RE: Mixing scripts (Re: Unicode versions (Re: Criteria forexceptional characters)) from Martin Duerst on 2006-12-25 (public-iri@w3.org from December 2006)

From: Martin Duerst <duerst@it.aoyama.ac.jp>
Date: Mon, 25 Dec 2006 14:21:40 +0900
To: Michael Everson <everson@evertype.com>, <idna-update@alvestrand.no>
Cc: public-iri@w3.org
Message-Id: <6.0.0.20.2.20061225135712.18e0dec0@localhost>

At 23:00 06/12/24, Michael Everson wrote:
>At 22:00 +0900 2006-12-24, Martin Duerst wrote:

>It is Kurdish, and the two letters are for other functional reasons being proposed for addition to the standard. So for the sake of argument, assume that this particular reason does not apply.
>
>Why then would mixing Latin and Greek and Cyrillic at (at least) the same level not be disallowed in IDNs and IRIs to avoid security problems?

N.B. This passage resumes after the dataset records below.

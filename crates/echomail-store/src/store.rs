//! SQLite-backed mail store.
//!
//! Follows the same conventions as the rest of the stack: a `Mutex` around
//! one connection, WAL mode, `CREATE TABLE IF NOT EXISTS` migrations, and
//! RFC 3339 TEXT timestamps.

use chrono::{DateTime, SecondsFormat, Utc};
use rusqlite::{Connection, OptionalExtension, params};
use std::path::Path;
use std::sync::Mutex;

use echomail_core::error::{EchomailError, Result};
use echomail_core::types::{DeliveryRecord, Recipient, Sequence, SequenceStatus};

/// Durable store for sequences, recipients, and delivery records.
pub struct MailStore {
    conn: Mutex<Connection>,
}

fn fmt_ts(t: DateTime<Utc>) -> String {
    t.to_rfc3339_opts(SecondsFormat::Secs, true)
}

fn parse_ts(s: &str) -> DateTime<Utc> {
    DateTime::parse_from_rfc3339(s)
        .map(|d| d.with_timezone(&Utc))
        .unwrap_or_else(|e| {
            // Corrupt rows stay readable, but loudly: the substituted "now"
            // keeps a pending sequence due until the row is fixed.
            tracing::warn!("Unparseable stored timestamp {s:?}: {e}");
            Utc::now()
        })
}

impl MailStore {
    /// Open or create the store at the given path.
    pub fn open(path: &Path) -> Result<Self> {
        if let Some(parent) = path.parent() {
            std::fs::create_dir_all(parent).ok();
        }
        let conn = Connection::open(path)
            .map_err(|e| EchomailError::Store(format!("DB open: {e}")))?;
        // WAL for better concurrent read behavior
        conn.execute_batch("PRAGMA journal_mode=WAL;").ok();
        let store = Self {
            conn: Mutex::new(conn),
        };
        store.migrate()?;
        Ok(store)
    }

    /// In-memory store, used by tests.
    pub fn open_in_memory() -> Result<Self> {
        let conn = Connection::open_in_memory()
            .map_err(|e| EchomailError::Store(format!("DB open: {e}")))?;
        let store = Self {
            conn: Mutex::new(conn),
        };
        store.migrate()?;
        Ok(store)
    }

    fn lock(&self) -> Result<std::sync::MutexGuard<'_, Connection>> {
        self.conn
            .lock()
            .map_err(|e| EchomailError::Store(format!("Lock: {e}")))
    }

    /// Run schema migrations.
    fn migrate(&self) -> Result<()> {
        let conn = self.lock()?;
        conn.execute_batch(
            "
            CREATE TABLE IF NOT EXISTS email_sequences (
                id INTEGER PRIMARY KEY AUTOINCREMENT,
                subject TEXT NOT NULL,
                body TEXT NOT NULL,
                scheduled_at TEXT NOT NULL,
                recurrence TEXT NOT NULL DEFAULT 'once',
                status TEXT NOT NULL DEFAULT 'pending',
                error_message TEXT,
                created_at TEXT NOT NULL DEFAULT (datetime('now')),
                updated_at TEXT NOT NULL DEFAULT (datetime('now'))
            );

            CREATE TABLE IF NOT EXISTS sequence_recipients (
                sequence_id INTEGER NOT NULL,
                to_email TEXT NOT NULL
            );
            CREATE INDEX IF NOT EXISTS idx_recipients_sequence
                ON sequence_recipients(sequence_id);

            CREATE TABLE IF NOT EXISTS emails_sent (
                id TEXT PRIMARY KEY,
                sequence_id INTEGER NOT NULL,
                to_email TEXT NOT NULL,
                message_id TEXT,
                sent_at TEXT NOT NULL,
                opened INTEGER NOT NULL DEFAULT 0,
                opened_at TEXT,
                clicked INTEGER NOT NULL DEFAULT 0,
                responded INTEGER NOT NULL DEFAULT 0,
                variant TEXT NOT NULL DEFAULT 'A'
            );
            CREATE INDEX IF NOT EXISTS idx_emails_sent_sequence
                ON emails_sent(sequence_id);
        ",
        )
        .map_err(|e| EchomailError::Store(format!("Migration: {e}")))?;
        Ok(())
    }

    // ── Sequences ──────────────────────────────

    /// Create a sequence in `pending` state. Returns its id.
    pub fn create_sequence(
        &self,
        subject: &str,
        body: &str,
        scheduled_at: DateTime<Utc>,
        recurrence: &str,
    ) -> Result<i64> {
        let conn = self.lock()?;
        conn.execute(
            "INSERT INTO email_sequences (subject, body, scheduled_at, recurrence, status)
             VALUES (?1, ?2, ?3, ?4, 'pending')",
            params![subject, body, fmt_ts(scheduled_at), recurrence],
        )
        .map_err(|e| EchomailError::Store(format!("Create sequence: {e}")))?;
        Ok(conn.last_insert_rowid())
    }

    /// Fetch a single sequence.
    pub fn sequence(&self, id: i64) -> Result<Option<Sequence>> {
        let conn = self.lock()?;
        conn.query_row(
            "SELECT id, subject, body, scheduled_at, recurrence, status, error_message
             FROM email_sequences WHERE id = ?1",
            params![id],
            Self::row_to_sequence,
        )
        .optional()
        .map_err(|e| EchomailError::Store(format!("Get sequence: {e}")))
    }

    /// All sequences due at `now`: `status = pending AND scheduled_at <= now`.
    pub fn due_sequences(&self, now: DateTime<Utc>) -> Result<Vec<Sequence>> {
        let conn = self.lock()?;
        let mut stmt = conn
            .prepare(
                "SELECT id, subject, body, scheduled_at, recurrence, status, error_message
                 FROM email_sequences
                 WHERE status = 'pending' AND scheduled_at <= ?1
                 ORDER BY scheduled_at",
            )
            .map_err(|e| EchomailError::Store(format!("Prepare: {e}")))?;
        let rows = stmt
            .query_map(params![fmt_ts(now)], Self::row_to_sequence)
            .map_err(|e| EchomailError::Store(format!("Query: {e}")))?
            .filter_map(|r| r.ok())
            .collect();
        Ok(rows)
    }

    /// Atomic claim: `pending → sending`, guarded by the prior status in the
    /// same UPDATE. Returns false when another worker got there first — the
    /// affected-row count is trusted as the sole claim signal, no re-read.
    pub fn claim(&self, id: i64) -> Result<bool> {
        let conn = self.lock()?;
        let affected = conn
            .execute(
                "UPDATE email_sequences
                 SET status = 'sending', updated_at = ?1
                 WHERE id = ?2 AND status = 'pending'",
                params![fmt_ts(Utc::now()), id],
            )
            .map_err(|e| EchomailError::Store(format!("Claim: {e}")))?;
        Ok(affected == 1)
    }

    /// Terminal: mark a sequence completed.
    pub fn complete(&self, id: i64) -> Result<()> {
        self.set_status(id, SequenceStatus::Completed, None)
    }

    /// Return a claimed sequence to `pending` so the next pass retries it.
    pub fn release(&self, id: i64) -> Result<()> {
        self.set_status(id, SequenceStatus::Pending, None)
    }

    /// Terminal: mark a sequence failed with a reason (e.g. no recipients).
    pub fn mark_error(&self, id: i64, message: &str) -> Result<()> {
        self.set_status(id, SequenceStatus::Error, Some(message))
    }

    /// Reschedule a recurring sequence: back to `pending` at the next
    /// occurrence.
    pub fn reschedule(&self, id: i64, next: DateTime<Utc>) -> Result<()> {
        let conn = self.lock()?;
        conn.execute(
            "UPDATE email_sequences
             SET status = 'pending', scheduled_at = ?1, error_message = NULL, updated_at = ?2
             WHERE id = ?3",
            params![fmt_ts(next), fmt_ts(Utc::now()), id],
        )
        .map_err(|e| EchomailError::Store(format!("Reschedule: {e}")))?;
        Ok(())
    }

    fn set_status(&self, id: i64, status: SequenceStatus, message: Option<&str>) -> Result<()> {
        let conn = self.lock()?;
        conn.execute(
            "UPDATE email_sequences
             SET status = ?1, error_message = ?2, updated_at = ?3
             WHERE id = ?4",
            params![status.as_str(), message, fmt_ts(Utc::now()), id],
        )
        .map_err(|e| EchomailError::Store(format!("Set status: {e}")))?;
        Ok(())
    }

    fn row_to_sequence(row: &rusqlite::Row<'_>) -> rusqlite::Result<Sequence> {
        let status: String = row.get(5)?;
        let scheduled_at: String = row.get(3)?;
        Ok(Sequence {
            id: row.get(0)?,
            subject: row.get(1)?,
            body: row.get(2)?,
            scheduled_at: parse_ts(&scheduled_at),
            recurrence: row.get(4)?,
            status: SequenceStatus::parse(&status),
            error_message: row.get(6)?,
        })
    }

    // ── Recipients ──────────────────────────────

    /// Attach a recipient address to a sequence.
    pub fn add_recipient(&self, sequence_id: i64, to_email: &str) -> Result<()> {
        let conn = self.lock()?;
        conn.execute(
            "INSERT INTO sequence_recipients (sequence_id, to_email) VALUES (?1, ?2)",
            params![sequence_id, to_email],
        )
        .map_err(|e| EchomailError::Store(format!("Add recipient: {e}")))?;
        Ok(())
    }

    /// Recipient list for a sequence, in insertion order.
    pub fn recipients(&self, sequence_id: i64) -> Result<Vec<Recipient>> {
        let conn = self.lock()?;
        let mut stmt = conn
            .prepare(
                "SELECT sequence_id, to_email FROM sequence_recipients
                 WHERE sequence_id = ?1 ORDER BY rowid",
            )
            .map_err(|e| EchomailError::Store(format!("Prepare: {e}")))?;
        let rows = stmt
            .query_map(params![sequence_id], |row| {
                Ok(Recipient {
                    sequence_id: row.get(0)?,
                    to_email: row.get(1)?,
                })
            })
            .map_err(|e| EchomailError::Store(format!("Query: {e}")))?
            .filter_map(|r| r.ok())
            .collect();
        Ok(rows)
    }

    // ── Delivery records ──────────────────────────────

    /// Insert a delivery record. Ids are pre-generated by the dispatcher, so
    /// every insert targets a fresh key.
    pub fn insert_delivery(&self, rec: &DeliveryRecord) -> Result<()> {
        let conn = self.lock()?;
        conn.execute(
            "INSERT INTO emails_sent
             (id, sequence_id, to_email, message_id, sent_at, opened, opened_at, clicked, responded, variant)
             VALUES (?1, ?2, ?3, ?4, ?5, ?6, ?7, ?8, ?9, ?10)",
            params![
                rec.id,
                rec.sequence_id,
                rec.to_email,
                rec.message_id,
                fmt_ts(rec.sent_at),
                rec.opened as i32,
                rec.opened_at.map(fmt_ts),
                rec.clicked as i32,
                rec.responded as i32,
                rec.variant,
            ],
        )
        .map_err(|e| EchomailError::Store(format!("Insert delivery: {e}")))?;
        Ok(())
    }

    /// Fetch a delivery record by id.
    pub fn delivery(&self, id: &str) -> Result<Option<DeliveryRecord>> {
        let conn = self.lock()?;
        conn.query_row(
            "SELECT id, sequence_id, to_email, message_id, sent_at, opened, opened_at, clicked, responded, variant
             FROM emails_sent WHERE id = ?1",
            params![id],
            Self::row_to_delivery,
        )
        .optional()
        .map_err(|e| EchomailError::Store(format!("Get delivery: {e}")))
    }

    /// All delivery records for one sequence.
    pub fn deliveries_for_sequence(&self, sequence_id: i64) -> Result<Vec<DeliveryRecord>> {
        let conn = self.lock()?;
        let mut stmt = conn
            .prepare(
                "SELECT id, sequence_id, to_email, message_id, sent_at, opened, opened_at, clicked, responded, variant
                 FROM emails_sent WHERE sequence_id = ?1 ORDER BY sent_at",
            )
            .map_err(|e| EchomailError::Store(format!("Prepare: {e}")))?;
        let rows = stmt
            .query_map(params![sequence_id], Self::row_to_delivery)
            .map_err(|e| EchomailError::Store(format!("Query: {e}")))?
            .filter_map(|r| r.ok())
            .collect();
        Ok(rows)
    }

    /// First-hit-wins open tracking: flips `opened` and stamps `opened_at`
    /// only when the record is still unopened. Repeat hits and unknown ids
    /// are no-ops (returns false).
    pub fn mark_opened(&self, id: &str, now: DateTime<Utc>) -> Result<bool> {
        let conn = self.lock()?;
        let affected = conn
            .execute(
                "UPDATE emails_sent SET opened = 1, opened_at = ?1
                 WHERE id = ?2 AND opened = 0",
                params![fmt_ts(now), id],
            )
            .map_err(|e| EchomailError::Store(format!("Mark opened: {e}")))?;
        Ok(affected == 1)
    }

    fn row_to_delivery(row: &rusqlite::Row<'_>) -> rusqlite::Result<DeliveryRecord> {
        let sent_at: String = row.get(4)?;
        let opened_at: Option<String> = row.get(6)?;
        Ok(DeliveryRecord {
            id: row.get(0)?,
            sequence_id: row.get(1)?,
            to_email: row.get(2)?,
            message_id: row.get(3)?,
            sent_at: parse_ts(&sent_at),
            opened: row.get::<_, i32>(5)? != 0,
            opened_at: opened_at.as_deref().map(parse_ts),
            clicked: row.get::<_, i32>(7)? != 0,
            responded: row.get::<_, i32>(8)? != 0,
            variant: row.get(9)?,
        })
    }
}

For IDNs, we are discussing this here, and even if it looks like
currently the tendency is to not do this at the protocol level,
I'm rather sure that registries and browsers will do something
about it.

For IRIs, the situation is completely different. IRIs (same as URIs)
are 'meta-syntax', a system that allows to encompass all kinds of
different syntactic conventions. There are extremely few things
you can actually check in an IRI as such. If you know the scheme
(such as http:, ftp:, mailto:,...), there are scheme-specific
rules that can be used for checking, but you can never assume
that a scheme is known everywhere, and implementing all these
checks would be expensive, and is better delegated to resolution,
where knowledge of the scheme is required anyway.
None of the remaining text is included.